# [What is needed]
Give the data back exactly as it stands.

# [Listed entries]
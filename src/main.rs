use std::{net::SocketAddr, sync::Arc, time::Duration};

use anyhow::Context;
use axum::{routing::get, Router};
use tokio::{signal, sync::mpsc};
use tower_http::{
    compression::CompressionLayer, cors::CorsLayer, timeout::TimeoutLayer, trace::TraceLayer,
};
use tracing::info;

use storefront_checkout as api;

use api::clients::{
    build_http_client, HttpCouponResolver, HttpGiftCardLedger, HttpOrderGateway,
    HttpPaymentProvider,
};
use api::sessions::{Boundaries, CheckoutSessions};

#[tokio::main]
async fn main() -> anyhow::Result<()> {
    let cfg = api::config::load_config()?;
    api::config::init_tracing(cfg.log_level(), cfg.log_json);

    let storefront = Arc::new(cfg.storefront.clone());

    // Init events
    let (event_tx, event_rx) = mpsc::channel(1024);
    let event_sender = Arc::new(api::events::EventSender::new(event_tx));
    tokio::spawn(api::events::process_events(event_rx));

    // Shared HTTP client for the boundary services
    let http = build_http_client(storefront.http_timeout_secs)?;
    let boundaries = Boundaries {
        coupons: Arc::new(HttpCouponResolver::new(
            http.clone(),
            storefront.coupon_service_url.clone(),
        )),
        gift_cards: Arc::new(HttpGiftCardLedger::new(
            http.clone(),
            storefront.gift_card_service_url.clone(),
            storefront.api_key.clone(),
        )),
        orders: Arc::new(HttpOrderGateway::new(
            http.clone(),
            storefront.order_service_url.clone(),
            storefront.api_key.clone(),
        )),
        provider: Arc::new(HttpPaymentProvider::new(
            http,
            storefront.payment_provider_url.clone(),
        )),
    };

    let sessions = Arc::new(CheckoutSessions::new(
        boundaries,
        event_sender.clone(),
        storefront.clone(),
    ));

    let state = Arc::new(api::AppState {
        config: storefront,
        event_sender,
        sessions,
    });

    let app = Router::new()
        .route("/", get(|| async { "storefront-checkout up" }))
        .nest("/api/v1", api::api_v1_routes())
        .layer(axum::middleware::from_fn(api::request_logging_middleware))
        .layer(TraceLayer::new_for_http())
        .layer(CompressionLayer::new())
        .layer(TimeoutLayer::new(Duration::from_secs(30)))
        .layer(CorsLayer::permissive())
        .with_state(state);

    let addr: SocketAddr = cfg
        .server_addr()
        .parse()
        .context("invalid server address")?;
    info!("storefront-checkout listening on http://{}", addr);
    let listener = tokio::net::TcpListener::bind(addr)
        .await
        .context("failed to bind server address")?;

    axum::serve(listener, app.into_make_service())
        .with_graceful_shutdown(shutdown_signal())
        .await?;

    Ok(())
}

async fn shutdown_signal() {
    let ctrl_c = async {
        signal::ctrl_c()
            .await
            .expect("failed to install Ctrl+C handler");
    };

    #[cfg(unix)]
    let terminate = async {
        use tokio::signal::unix::{signal, SignalKind};

        let mut sigterm =
            signal(SignalKind::terminate()).expect("failed to install signal handler");
        sigterm.recv().await;
    };

    #[cfg(not(unix))]
    let terminate = std::future::pending::<()>();

    tokio::select! {
        _ = ctrl_c => {},
        _ = terminate => {},
    }
}
//! Spatial helpers for the donation geo index.
//!
//! The index itself is the `(status, latitude, longitude)` B-tree on the
//! donations table: a bounding box narrows the scan, then the exact
//! great-circle distance decides membership and order.

use std::f64::consts::PI;

use foodlink_types::models::GeoPoint;

/// Mean Earth radius in meters (spherical model).
pub const EARTH_RADIUS_M: f64 = 6371e3;

/// Great-circle distance in meters between two points given in degrees.
///
/// Degrees are converted as `x * PI / 180.0`, not with `to_radians()`, which
/// rounds differently; distances must match the legacy ranking bit for bit.
pub fn haversine_m(from: &GeoPoint, to: &GeoPoint) -> f64 {
    let phi1 = from.latitude * PI / 180.0;
    let phi2 = to.latitude * PI / 180.0;
    let d_phi = (to.latitude - from.latitude) * PI / 180.0;
    let d_lambda = (to.longitude - from.longitude) * PI / 180.0;

    let a = (d_phi / 2.0).sin() * (d_phi / 2.0).sin()
        + phi1.cos() * phi2.cos() * (d_lambda / 2.0).sin() * (d_lambda / 2.0).sin();
    let c = 2.0 * a.sqrt().atan2((1.0 - a).sqrt());

    EARTH_RADIUS_M * c
}

/// Degree box containing every point within `radius_m` of an origin.
/// Longitude bounds are dropped near the poles and across the antimeridian.
#[derive(Debug, Clone, Copy, PartialEq)]
pub struct BoundingBox {
    pub min_lat: f64,
    pub max_lat: f64,
    pub lng: Option<(f64, f64)>,
}

impl BoundingBox {
    pub fn around(origin: &GeoPoint, radius_m: f64) -> Self {
        let d_lat = (radius_m / EARTH_RADIUS_M).to_degrees();
        let min_lat = (origin.latitude - d_lat).max(-90.0);
        let max_lat = (origin.latitude + d_lat).min(90.0);

        let lng = if min_lat <= -90.0 || max_lat >= 90.0 {
            None
        } else {
            let widest = origin.latitude.abs() + d_lat;
            let d_lng = d_lat / widest.to_radians().cos();
            let (lo, hi) = (origin.longitude - d_lng, origin.longitude + d_lng);
            if lo < -180.0 || hi > 180.0 { None } else { Some((lo, hi)) }
        };

        Self { min_lat, max_lat, lng }
    }

    pub fn contains(&self, p: &GeoPoint) -> bool {
        if p.latitude < self.min_lat || p.latitude > self.max_lat {
            return false;
        }
        match self.lng {
            Some((lo, hi)) => p.longitude >= lo && p.longitude <= hi,
            None => true,
        }
    }
}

# [Reply to the task]
filename src/main.rs
use std::{net::SocketAddr, sync::Arc, time::Duration};

use anyhow::Context;
use axum::{routing::get, Router};
use tokio::{signal, sync::mpsc};
use tower_http::{
    compression::CompressionLayer, cors::CorsLayer, timeout::TimeoutLayer, trace::TraceLayer,
};
use tracing::info;

use storefront_checkout as api;

use api::clients::{
    build_http_client, HttpCouponResolver, HttpGiftCardLedger, HttpOrderGateway,
    HttpPaymentProvider,
};
use api::sessions::{Boundaries, CheckoutSessions};

#[tokio::main]
async fn main() -> anyhow::Result<()> {
    let cfg = api::config::load_config()?;
    api::config::init_tracing(cfg.log_level(), cfg.log_json);

    let storefront = Arc::new(cfg.storefront.clone());

    // Init events
    let (event_tx, event_rx) = mpsc::channel(1024);
    let event_sender = Arc::new(api::events::EventSender::new(event_tx));
    tokio::spawn(api::events::process_events(event_rx));

    // Shared HTTP client for the boundary services
    let http = build_http_client(storefront.http_timeout_secs)?;
    let boundaries = Boundaries {
        coupons: Arc::new(HttpCouponResolver::new(
            http.clone(),
            storefront.coupon_service_url.clone(),
        )),
        gift_cards: Arc::new(HttpGiftCardLedger::new(
            http.clone(),
            storefront.gift_card_service_url.clone(),
            storefront.api_key.clone(),
        )),
        orders: Arc::new(HttpOrderGateway::new(
            http.clone(),
            storefront.order_service_url.clone(),
            storefront.api_key.clone(),
        )),
        provider: Arc::new(HttpPaymentProvider::new(
            http,
            storefront.payment_provider_url.clone(),
        )),
    };

    let sessions = Arc::new(CheckoutSessions::new(
        boundaries,
        event_sender.clone(),
        storefront.clone(),
    ));

    let state = Arc::new(api::AppState {
        config: storefront,
        event_sender,
        sessions,
    });

    let app = Router::new()
        .route("/", get(|| async { "storefront-checkout up" }))
        .nest("/api/v1", api::api_v1_routes())
        .layer(axum::middleware::from_fn(api::request_logging_middleware))
        .layer(TraceLayer::new_for_http())
        .layer(CompressionLayer::new())
        .layer(TimeoutLayer::new(Duration::from_secs(30)))
        .layer(CorsLayer::permissive())
        .with_state(state);

    let addr: SocketAddr = cfg
        .server_addr()
        .parse()
        .context("invalid server address")?;
    info!("storefront-checkout listening on http://{}", addr);
    let listener = tokio::net::TcpListener::bind(addr)
        .await
        .context("failed to bind server address")?;

    axum::serve(listener, app.into_make_service())
        .with_graceful_shutdown(shutdown_signal())
        .await?;

    Ok(())
}

async fn shutdown_signal() {
    let ctrl_c = async {
        signal::ctrl_c()
            .await
            .expect("failed to install Ctrl+C handler");
    };

    #[cfg(unix)]
    let terminate = async {
        use tokio::signal::unix::{signal, SignalKind};

        let mut sigterm =
            signal(SignalKind::terminate()).expect("failed to install signal handler");
        sigterm.recv().await;
    };

    #[cfg(not(unix))]
    let terminate = std::future::pending::<()>();

    tokio::select! {
        _ = ctrl_c => {},
        _ = terminate => {},
    }
}
//! Spatial helpers for the donation geo index.
//!
//! The index itself is the `(status, latitude, longitude)` B-tree on the
//! donations table: a bounding box narrows the scan, then the exact
//! great-circle distance decides membership and order.

use std::f64::consts::PI;

use foodlink_types::models::GeoPoint;

/// Mean Earth radius in meters (spherical model).
pub const EARTH_RADIUS_M: f64 = 6371e3;

/// Great-circle distance in meters between two points given in degrees.
///
/// Degrees are converted as `x * PI / 180.0`, not with `to_radians()`, which
/// rounds differently; distances must match the legacy ranking bit for bit.
pub fn haversine_m(from: &GeoPoint, to: &GeoPoint) -> f64 {
    let phi1 = from.latitude * PI / 180.0;
    let phi2 = to.latitude * PI / 180.0;
    let d_phi = (to.latitude - from.latitude) * PI / 180.0;
    let d_lambda = (to.longitude - from.longitude) * PI / 180.0;

    let a = (d_phi / 2.0).sin() * (d_phi / 2.0).sin()
        + phi1.cos() * phi2.cos() * (d_lambda / 2.0).sin() * (d_lambda / 2.0).sin();
    let c = 2.0 * a.sqrt().atan2((1.0 - a).sqrt());

    EARTH_RADIUS_M * c
}

/// Degree box containing every point within `radius_m` of an origin.
/// Longitude bounds are dropped near the poles and across the antimeridian.
#[derive(Debug, Clone, Copy, PartialEq)]
pub struct BoundingBox {
    pub min_lat: f64,
    pub max_lat: f64,
    pub lng: Option<(f64, f64)>,
}

impl BoundingBox {
    pub fn around(origin: &GeoPoint, radius_m: f64) -> Self {
        let d_lat = (radius_m / EARTH_RADIUS_M).to_degrees();
        let min_lat = (origin.latitude - d_lat).max(-90.0);
        let max_lat = (origin.latitude + d_lat).min(90.0);

        let lng = if min_lat <= -90.0 || max_lat >= 90.0 {
            None
        } else {
            let widest = origin.latitude.abs() + d_lat;
            let d_lng = d_lat / widest.to_radians().cos();
            let (lo, hi) = (origin.longitude - d_lng, origin.longitude + d_lng);
            if lo < -180.0 || hi > 180.0 { None } else { Some((lo, hi)) }
        };

        Self { min_lat, max_lat, lng }
    }

    pub fn contains(&self, p: &GeoPoint) -> bool {
        if p.latitude < self.min_lat || p.latitude > self.max_lat {
            return false;
        }
        match self.lng {
            Some((lo, hi)) => p.longitude >= lo && p.longitude <= hi,
            None => true,
        }
    }
}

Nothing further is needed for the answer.